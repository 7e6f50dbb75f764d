use thiserror::Error;

#[derive(Debug, Error)]
pub enum Error {
    #[error("I/O error: {0}")]
    Io(#[from] std::io::Error),

    #[error("invalid DOCX: {0}")]
    InvalidDocx(String),

    #[error("malformed XML: {0}")]
    Xml(#[from] roxmltree::Error),

    #[error("ZIP error: {0}")]
    Zip(#[from] zip::result::ZipError),

    #[error("invalid configuration: {0}")]
    Config(String),

    #[error("invalid profile JSON: {0}")]
    Json(#[from] serde_json::Error),
}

### PROBLEM DESCRIPTION
All of the entries above should be output exactly as they are.

### YOUR SOLUTION
repository 7e6f50dbb75f764d
use thiserror::Error;

#[derive(Debug, Error)]
pub enum Error {
    #[error("I/O error: {0}")]
    Io(#[from] std::io::Error),

    #[error("invalid DOCX: {0}")]
    InvalidDocx(String),

    #[error("malformed XML: {0}")]
    Xml(#[from] roxmltree::Error),

    #[error("ZIP error: {0}")]
    Zip(#[from] zip::result::ZipError),

    #[error("invalid configuration: {0}")]
    Config(String),

    #[error("invalid profile JSON: {0}")]
    Json(#[from] serde_json::Error),
}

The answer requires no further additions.